▸ ACTIVITY
A complete answer includes every line below with the word "VersionConflict".

Stored data entries:
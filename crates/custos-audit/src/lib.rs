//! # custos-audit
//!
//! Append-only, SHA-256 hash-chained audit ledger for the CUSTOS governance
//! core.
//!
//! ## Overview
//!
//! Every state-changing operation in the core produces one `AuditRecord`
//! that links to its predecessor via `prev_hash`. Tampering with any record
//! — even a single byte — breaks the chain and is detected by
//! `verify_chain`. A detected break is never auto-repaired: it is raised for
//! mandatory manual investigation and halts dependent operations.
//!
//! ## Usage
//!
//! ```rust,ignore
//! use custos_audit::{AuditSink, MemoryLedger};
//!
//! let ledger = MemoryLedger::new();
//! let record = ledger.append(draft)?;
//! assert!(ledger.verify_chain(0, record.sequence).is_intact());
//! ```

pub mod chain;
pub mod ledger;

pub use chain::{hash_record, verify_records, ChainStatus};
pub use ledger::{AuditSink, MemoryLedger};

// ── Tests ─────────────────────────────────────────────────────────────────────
* * *
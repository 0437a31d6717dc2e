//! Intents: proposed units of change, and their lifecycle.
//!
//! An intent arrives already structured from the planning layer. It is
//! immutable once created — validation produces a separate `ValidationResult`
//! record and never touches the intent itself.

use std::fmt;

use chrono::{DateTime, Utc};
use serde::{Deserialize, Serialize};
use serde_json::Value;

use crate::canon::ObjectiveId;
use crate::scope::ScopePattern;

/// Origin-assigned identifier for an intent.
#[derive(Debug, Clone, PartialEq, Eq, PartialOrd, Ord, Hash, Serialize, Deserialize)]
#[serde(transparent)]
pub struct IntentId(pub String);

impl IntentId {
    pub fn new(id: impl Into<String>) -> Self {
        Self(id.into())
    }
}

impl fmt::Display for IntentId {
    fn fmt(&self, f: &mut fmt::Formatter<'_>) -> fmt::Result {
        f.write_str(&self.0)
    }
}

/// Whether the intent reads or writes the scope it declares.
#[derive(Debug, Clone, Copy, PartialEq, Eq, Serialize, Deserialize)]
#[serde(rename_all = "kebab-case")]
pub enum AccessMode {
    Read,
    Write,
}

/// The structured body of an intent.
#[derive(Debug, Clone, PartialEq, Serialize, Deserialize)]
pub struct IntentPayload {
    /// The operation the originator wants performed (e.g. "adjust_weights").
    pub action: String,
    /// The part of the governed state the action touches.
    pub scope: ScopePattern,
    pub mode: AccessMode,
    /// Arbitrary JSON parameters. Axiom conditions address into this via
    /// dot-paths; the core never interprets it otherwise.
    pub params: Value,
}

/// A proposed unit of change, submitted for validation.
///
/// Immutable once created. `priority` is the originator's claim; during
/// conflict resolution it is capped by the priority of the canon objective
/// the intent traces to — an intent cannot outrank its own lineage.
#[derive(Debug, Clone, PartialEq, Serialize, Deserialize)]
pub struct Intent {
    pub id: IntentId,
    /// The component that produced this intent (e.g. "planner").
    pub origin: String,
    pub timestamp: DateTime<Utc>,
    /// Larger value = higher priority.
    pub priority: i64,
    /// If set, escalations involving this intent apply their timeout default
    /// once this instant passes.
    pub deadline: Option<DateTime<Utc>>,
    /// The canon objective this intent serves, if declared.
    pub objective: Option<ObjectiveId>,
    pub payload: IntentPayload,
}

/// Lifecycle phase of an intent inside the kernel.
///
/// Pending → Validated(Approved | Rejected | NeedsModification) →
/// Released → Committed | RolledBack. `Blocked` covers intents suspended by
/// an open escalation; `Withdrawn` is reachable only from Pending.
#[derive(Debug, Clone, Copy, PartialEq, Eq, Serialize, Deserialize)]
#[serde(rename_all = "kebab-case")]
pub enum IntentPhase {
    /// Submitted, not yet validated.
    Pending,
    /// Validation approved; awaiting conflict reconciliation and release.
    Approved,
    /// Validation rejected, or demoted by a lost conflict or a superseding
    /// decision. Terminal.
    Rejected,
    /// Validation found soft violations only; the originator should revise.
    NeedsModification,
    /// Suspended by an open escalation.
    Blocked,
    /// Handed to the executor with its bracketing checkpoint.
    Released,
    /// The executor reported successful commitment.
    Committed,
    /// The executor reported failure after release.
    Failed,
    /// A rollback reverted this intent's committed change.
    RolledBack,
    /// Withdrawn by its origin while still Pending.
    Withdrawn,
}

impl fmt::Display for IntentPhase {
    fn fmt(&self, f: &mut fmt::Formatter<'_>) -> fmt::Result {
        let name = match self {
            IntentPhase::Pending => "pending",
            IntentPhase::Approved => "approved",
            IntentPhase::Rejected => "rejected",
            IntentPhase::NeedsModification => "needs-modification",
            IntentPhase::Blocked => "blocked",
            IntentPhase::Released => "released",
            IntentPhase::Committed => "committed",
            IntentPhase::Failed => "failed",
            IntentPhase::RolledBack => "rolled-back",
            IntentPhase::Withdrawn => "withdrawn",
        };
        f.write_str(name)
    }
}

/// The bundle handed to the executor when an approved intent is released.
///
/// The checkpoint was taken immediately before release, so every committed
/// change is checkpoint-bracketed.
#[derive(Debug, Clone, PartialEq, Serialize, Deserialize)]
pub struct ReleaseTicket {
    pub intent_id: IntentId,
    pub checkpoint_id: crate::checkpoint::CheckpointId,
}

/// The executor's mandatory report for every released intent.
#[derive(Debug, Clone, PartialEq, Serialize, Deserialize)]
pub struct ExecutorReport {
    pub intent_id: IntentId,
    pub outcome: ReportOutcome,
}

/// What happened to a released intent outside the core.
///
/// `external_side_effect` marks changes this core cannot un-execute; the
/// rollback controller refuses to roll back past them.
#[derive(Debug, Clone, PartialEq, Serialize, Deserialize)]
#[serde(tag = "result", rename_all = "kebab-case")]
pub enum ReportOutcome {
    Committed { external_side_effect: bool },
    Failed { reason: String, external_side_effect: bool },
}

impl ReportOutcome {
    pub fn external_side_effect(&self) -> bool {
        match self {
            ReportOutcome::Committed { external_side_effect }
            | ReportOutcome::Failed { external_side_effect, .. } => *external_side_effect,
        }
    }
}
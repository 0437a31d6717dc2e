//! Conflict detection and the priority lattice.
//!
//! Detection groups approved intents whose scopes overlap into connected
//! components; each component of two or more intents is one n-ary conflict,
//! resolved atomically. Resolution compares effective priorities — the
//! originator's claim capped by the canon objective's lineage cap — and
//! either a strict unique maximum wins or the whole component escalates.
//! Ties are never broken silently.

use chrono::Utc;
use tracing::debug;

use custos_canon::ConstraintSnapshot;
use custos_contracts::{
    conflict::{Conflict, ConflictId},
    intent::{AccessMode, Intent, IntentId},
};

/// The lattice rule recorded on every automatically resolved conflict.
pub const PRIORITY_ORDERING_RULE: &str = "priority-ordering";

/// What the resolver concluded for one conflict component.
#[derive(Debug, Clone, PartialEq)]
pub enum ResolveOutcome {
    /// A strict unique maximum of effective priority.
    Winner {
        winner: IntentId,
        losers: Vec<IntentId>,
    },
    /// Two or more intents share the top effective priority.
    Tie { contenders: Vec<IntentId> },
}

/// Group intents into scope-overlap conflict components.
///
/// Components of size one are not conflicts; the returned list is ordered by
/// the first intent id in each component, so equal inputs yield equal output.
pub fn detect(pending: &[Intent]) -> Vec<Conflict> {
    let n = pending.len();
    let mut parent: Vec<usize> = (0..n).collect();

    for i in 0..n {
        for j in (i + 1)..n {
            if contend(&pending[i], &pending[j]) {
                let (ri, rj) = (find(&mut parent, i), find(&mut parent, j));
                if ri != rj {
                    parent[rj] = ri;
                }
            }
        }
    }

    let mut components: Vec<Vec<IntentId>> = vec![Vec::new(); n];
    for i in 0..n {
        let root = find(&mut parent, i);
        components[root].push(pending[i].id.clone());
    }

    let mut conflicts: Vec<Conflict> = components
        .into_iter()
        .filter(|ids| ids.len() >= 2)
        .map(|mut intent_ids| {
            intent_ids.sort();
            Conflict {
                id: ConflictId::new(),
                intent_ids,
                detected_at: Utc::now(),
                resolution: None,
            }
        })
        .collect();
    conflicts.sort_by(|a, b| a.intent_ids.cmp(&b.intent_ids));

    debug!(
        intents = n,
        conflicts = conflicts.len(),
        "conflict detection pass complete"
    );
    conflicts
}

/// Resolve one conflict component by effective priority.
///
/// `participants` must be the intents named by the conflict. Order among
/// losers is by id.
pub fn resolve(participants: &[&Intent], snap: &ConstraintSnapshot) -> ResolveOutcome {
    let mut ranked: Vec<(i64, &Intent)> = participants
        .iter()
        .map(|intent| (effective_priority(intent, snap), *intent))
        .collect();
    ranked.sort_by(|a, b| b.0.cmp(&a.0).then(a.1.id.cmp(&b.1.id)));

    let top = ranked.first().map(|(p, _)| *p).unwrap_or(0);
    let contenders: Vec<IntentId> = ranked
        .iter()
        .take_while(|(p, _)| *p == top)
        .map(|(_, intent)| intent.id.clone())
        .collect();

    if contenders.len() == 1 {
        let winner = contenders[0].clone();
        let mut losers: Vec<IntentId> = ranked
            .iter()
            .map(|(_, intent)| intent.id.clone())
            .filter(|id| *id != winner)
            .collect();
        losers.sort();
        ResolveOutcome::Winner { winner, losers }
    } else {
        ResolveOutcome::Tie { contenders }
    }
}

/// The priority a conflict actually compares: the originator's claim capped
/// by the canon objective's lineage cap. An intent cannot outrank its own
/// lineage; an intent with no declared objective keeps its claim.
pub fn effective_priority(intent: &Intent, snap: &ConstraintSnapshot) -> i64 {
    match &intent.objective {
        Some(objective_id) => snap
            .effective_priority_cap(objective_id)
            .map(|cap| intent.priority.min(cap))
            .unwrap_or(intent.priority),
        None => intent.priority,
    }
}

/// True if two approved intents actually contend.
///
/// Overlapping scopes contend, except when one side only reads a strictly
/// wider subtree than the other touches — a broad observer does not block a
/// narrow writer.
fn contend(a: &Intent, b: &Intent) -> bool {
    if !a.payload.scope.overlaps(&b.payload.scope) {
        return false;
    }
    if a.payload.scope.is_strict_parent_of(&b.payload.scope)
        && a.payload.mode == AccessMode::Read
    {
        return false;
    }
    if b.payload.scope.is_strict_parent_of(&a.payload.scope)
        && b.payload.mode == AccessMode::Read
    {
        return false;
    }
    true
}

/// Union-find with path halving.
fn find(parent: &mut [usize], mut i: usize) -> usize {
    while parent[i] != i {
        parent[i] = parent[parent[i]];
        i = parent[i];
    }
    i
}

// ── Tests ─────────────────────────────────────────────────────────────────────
...
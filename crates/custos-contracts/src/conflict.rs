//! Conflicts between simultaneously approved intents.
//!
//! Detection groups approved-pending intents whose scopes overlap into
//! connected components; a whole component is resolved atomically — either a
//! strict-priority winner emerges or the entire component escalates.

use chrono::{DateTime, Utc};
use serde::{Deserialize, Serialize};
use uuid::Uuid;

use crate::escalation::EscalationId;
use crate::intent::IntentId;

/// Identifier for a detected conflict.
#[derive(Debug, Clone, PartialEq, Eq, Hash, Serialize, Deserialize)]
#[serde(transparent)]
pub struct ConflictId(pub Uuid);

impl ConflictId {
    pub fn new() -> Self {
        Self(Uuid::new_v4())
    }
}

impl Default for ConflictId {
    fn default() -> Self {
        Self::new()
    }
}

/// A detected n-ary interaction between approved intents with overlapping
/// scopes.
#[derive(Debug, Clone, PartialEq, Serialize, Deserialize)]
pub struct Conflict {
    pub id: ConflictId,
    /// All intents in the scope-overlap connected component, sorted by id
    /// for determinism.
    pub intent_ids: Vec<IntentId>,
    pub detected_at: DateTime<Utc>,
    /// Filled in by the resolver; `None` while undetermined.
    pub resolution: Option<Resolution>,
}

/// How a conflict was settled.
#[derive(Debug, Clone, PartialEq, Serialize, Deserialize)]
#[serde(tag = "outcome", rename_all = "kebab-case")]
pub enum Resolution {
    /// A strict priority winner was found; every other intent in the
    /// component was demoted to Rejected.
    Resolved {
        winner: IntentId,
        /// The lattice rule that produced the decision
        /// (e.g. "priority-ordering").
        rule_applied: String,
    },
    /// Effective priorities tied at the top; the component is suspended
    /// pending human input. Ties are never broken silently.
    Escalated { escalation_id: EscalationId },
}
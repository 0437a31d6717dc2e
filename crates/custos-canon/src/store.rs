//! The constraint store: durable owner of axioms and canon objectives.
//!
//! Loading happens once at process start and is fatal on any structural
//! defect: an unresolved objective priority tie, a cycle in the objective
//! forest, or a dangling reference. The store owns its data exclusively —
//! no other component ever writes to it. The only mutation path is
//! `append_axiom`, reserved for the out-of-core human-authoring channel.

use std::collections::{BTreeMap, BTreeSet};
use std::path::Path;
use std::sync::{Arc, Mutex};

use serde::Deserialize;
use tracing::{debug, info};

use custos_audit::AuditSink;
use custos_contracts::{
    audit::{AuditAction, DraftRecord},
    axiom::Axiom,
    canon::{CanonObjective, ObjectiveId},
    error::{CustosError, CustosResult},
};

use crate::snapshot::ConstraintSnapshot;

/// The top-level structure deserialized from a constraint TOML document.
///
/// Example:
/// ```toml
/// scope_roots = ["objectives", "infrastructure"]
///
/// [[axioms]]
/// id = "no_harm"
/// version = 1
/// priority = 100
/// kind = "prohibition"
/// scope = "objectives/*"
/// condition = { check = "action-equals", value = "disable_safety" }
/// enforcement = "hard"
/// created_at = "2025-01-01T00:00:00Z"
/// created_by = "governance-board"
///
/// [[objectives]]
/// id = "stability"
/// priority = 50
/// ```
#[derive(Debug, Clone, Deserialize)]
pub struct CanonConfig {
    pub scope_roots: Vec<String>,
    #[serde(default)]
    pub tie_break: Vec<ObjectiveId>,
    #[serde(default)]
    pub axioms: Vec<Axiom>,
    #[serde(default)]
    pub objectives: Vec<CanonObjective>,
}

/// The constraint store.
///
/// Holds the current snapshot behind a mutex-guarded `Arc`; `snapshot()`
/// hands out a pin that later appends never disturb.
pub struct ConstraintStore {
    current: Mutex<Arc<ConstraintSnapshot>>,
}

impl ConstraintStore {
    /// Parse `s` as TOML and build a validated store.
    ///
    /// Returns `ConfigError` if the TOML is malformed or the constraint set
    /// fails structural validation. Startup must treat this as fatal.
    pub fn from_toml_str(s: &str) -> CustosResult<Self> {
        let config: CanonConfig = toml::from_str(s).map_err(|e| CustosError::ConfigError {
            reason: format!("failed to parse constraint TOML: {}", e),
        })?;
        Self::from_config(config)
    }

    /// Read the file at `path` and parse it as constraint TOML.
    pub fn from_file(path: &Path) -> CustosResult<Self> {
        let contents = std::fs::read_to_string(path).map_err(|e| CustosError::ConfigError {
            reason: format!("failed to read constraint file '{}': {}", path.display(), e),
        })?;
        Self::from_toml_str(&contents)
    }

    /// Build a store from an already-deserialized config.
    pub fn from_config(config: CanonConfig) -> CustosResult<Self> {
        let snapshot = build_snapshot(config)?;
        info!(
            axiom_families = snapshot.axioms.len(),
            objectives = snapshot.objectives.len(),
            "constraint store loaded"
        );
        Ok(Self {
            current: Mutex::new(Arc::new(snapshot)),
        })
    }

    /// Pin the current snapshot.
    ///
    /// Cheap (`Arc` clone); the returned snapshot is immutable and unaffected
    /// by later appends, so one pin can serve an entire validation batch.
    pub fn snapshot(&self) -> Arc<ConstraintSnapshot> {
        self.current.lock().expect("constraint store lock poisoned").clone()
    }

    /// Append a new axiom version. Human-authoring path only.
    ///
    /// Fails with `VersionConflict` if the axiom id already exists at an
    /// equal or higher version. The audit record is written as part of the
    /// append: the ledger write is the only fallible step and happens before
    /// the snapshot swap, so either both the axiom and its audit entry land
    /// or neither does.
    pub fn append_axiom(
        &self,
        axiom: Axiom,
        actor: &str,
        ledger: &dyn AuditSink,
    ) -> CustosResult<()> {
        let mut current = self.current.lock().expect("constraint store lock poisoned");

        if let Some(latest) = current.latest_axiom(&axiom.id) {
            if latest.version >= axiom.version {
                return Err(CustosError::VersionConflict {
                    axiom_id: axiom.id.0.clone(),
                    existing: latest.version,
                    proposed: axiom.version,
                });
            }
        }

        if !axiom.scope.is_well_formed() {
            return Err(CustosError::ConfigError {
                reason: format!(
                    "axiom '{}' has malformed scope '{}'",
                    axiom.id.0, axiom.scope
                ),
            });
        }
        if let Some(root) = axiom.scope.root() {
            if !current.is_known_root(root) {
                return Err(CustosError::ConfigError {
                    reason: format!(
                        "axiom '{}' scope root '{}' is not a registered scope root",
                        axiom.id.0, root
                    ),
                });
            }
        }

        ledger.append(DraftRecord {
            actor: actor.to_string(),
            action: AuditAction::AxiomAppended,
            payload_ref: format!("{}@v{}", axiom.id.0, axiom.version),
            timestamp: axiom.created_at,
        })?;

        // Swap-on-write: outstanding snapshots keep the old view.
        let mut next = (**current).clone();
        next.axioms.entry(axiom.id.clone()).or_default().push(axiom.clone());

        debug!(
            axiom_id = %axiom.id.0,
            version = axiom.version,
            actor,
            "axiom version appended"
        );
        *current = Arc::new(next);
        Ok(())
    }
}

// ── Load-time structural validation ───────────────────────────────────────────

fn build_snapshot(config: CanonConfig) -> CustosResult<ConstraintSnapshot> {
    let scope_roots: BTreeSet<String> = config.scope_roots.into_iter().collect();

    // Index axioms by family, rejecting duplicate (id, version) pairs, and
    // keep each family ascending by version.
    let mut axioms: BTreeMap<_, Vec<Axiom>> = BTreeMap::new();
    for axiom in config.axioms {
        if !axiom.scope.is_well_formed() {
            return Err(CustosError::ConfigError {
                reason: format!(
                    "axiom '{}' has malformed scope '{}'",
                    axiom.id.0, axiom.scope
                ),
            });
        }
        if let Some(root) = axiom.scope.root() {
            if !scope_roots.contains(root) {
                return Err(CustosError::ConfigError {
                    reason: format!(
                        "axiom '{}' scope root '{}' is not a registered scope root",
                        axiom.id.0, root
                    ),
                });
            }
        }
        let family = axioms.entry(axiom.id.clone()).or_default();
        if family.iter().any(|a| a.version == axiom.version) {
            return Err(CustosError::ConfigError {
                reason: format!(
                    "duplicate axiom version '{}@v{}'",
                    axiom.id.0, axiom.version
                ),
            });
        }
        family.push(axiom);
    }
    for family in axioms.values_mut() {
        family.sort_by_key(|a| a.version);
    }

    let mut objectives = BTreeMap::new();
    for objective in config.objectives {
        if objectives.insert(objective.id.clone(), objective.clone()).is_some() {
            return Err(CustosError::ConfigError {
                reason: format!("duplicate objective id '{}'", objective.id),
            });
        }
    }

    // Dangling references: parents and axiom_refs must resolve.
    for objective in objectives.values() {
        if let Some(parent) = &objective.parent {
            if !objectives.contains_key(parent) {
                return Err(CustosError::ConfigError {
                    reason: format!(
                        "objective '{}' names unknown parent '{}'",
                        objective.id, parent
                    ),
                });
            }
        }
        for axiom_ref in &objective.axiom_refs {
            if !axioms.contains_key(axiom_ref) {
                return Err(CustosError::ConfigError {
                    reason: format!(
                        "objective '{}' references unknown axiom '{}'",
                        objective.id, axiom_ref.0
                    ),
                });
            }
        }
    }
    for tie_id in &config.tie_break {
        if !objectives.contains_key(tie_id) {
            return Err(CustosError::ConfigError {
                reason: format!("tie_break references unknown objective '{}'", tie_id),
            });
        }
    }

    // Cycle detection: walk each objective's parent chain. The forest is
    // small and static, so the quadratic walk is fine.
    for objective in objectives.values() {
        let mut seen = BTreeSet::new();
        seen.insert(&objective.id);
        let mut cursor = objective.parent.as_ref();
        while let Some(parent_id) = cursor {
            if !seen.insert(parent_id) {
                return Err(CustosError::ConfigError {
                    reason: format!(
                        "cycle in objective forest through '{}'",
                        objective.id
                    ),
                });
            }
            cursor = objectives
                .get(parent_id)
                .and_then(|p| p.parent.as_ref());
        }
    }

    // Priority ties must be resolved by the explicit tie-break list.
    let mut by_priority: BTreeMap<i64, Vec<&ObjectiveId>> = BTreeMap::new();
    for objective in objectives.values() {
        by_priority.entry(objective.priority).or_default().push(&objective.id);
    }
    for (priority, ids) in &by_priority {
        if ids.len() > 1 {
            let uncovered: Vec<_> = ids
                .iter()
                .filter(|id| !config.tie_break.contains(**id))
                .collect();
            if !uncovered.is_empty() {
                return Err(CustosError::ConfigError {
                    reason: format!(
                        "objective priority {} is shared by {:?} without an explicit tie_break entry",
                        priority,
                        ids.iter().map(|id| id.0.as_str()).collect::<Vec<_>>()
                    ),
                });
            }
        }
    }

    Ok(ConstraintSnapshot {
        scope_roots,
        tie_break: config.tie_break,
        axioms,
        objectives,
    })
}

▸ SOLUTION
    /// Fails with `VersionConflict` if the axiom id already exists at an
                return Err(CustosError::VersionConflict {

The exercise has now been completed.